Aim of the exercise:
Scan the entries below and count the lines holding the string "Option". Supply only the number.

*** Provided entries Section Begins ***

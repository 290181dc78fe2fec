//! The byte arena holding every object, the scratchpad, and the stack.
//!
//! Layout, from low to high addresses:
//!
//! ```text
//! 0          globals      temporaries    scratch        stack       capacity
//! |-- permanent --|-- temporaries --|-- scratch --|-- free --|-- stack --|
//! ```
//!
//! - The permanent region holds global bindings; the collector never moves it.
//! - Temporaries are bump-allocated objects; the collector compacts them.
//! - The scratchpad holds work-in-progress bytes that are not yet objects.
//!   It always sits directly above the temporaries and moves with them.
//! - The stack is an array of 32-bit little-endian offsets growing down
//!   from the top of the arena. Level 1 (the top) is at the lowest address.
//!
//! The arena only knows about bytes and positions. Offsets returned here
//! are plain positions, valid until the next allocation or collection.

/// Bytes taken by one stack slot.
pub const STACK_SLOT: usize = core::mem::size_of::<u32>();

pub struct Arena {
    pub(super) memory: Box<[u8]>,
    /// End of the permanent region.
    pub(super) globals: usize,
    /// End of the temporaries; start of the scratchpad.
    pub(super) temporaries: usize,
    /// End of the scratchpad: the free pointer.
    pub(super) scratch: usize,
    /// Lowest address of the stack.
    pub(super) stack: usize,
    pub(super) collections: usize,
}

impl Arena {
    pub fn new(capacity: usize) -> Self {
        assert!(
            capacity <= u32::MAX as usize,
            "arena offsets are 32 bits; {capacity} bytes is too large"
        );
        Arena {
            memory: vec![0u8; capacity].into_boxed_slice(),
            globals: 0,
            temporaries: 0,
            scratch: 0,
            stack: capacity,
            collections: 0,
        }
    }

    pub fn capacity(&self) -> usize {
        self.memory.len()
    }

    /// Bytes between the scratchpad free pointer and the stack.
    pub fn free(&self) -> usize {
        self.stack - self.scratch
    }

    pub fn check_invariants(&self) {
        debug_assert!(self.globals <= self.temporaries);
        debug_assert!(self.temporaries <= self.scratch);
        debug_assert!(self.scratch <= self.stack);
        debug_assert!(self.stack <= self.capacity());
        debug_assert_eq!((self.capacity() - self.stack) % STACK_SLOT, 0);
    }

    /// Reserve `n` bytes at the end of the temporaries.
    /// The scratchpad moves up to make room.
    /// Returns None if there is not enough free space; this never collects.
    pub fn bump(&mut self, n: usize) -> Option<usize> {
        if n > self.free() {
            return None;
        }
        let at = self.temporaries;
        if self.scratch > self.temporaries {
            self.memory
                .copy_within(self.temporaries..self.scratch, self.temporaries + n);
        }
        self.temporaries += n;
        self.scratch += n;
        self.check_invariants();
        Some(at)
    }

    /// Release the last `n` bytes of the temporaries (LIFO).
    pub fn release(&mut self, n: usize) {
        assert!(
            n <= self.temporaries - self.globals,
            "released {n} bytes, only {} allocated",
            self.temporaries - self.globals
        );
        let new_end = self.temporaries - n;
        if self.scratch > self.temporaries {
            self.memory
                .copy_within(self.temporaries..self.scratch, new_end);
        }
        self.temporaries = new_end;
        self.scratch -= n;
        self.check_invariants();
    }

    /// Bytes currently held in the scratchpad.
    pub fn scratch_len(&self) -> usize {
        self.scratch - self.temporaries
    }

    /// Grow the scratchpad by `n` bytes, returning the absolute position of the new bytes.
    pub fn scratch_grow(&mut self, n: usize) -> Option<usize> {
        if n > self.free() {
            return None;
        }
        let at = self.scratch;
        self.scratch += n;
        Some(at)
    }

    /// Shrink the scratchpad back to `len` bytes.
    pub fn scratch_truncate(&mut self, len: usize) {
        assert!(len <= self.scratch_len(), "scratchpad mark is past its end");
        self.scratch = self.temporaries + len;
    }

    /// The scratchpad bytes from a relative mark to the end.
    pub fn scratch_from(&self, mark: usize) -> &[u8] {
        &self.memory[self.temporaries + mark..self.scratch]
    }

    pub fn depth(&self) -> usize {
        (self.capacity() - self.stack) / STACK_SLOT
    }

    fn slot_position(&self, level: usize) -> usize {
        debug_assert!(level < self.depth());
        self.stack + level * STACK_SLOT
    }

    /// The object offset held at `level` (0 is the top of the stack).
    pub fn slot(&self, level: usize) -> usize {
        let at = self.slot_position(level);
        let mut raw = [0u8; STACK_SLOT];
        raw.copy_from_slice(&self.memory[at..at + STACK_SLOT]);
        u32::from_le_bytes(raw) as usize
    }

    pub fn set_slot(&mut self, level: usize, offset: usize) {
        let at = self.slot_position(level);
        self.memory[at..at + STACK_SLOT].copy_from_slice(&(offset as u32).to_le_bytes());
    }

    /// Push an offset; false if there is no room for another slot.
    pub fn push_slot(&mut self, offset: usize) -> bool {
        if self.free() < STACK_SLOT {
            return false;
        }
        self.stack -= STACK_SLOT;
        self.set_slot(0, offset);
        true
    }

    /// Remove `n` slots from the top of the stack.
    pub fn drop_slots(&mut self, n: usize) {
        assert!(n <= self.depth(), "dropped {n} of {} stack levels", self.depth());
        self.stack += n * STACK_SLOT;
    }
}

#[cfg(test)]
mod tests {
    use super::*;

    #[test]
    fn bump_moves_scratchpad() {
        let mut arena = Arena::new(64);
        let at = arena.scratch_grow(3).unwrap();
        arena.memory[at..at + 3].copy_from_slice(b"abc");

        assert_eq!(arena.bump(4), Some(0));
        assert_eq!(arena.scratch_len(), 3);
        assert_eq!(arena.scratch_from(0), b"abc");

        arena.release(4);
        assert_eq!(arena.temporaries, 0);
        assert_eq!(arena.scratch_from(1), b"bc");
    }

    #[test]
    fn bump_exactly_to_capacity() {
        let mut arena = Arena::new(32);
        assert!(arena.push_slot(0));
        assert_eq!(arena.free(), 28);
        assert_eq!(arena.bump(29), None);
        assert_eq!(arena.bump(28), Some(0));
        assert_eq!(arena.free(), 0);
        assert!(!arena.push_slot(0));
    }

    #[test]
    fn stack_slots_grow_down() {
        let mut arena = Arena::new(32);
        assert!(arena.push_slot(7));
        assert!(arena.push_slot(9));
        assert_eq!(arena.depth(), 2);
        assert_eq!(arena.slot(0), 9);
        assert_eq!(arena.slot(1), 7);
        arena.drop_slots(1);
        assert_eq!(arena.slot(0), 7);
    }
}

*** Provided entries Section Ends ***

Result:
2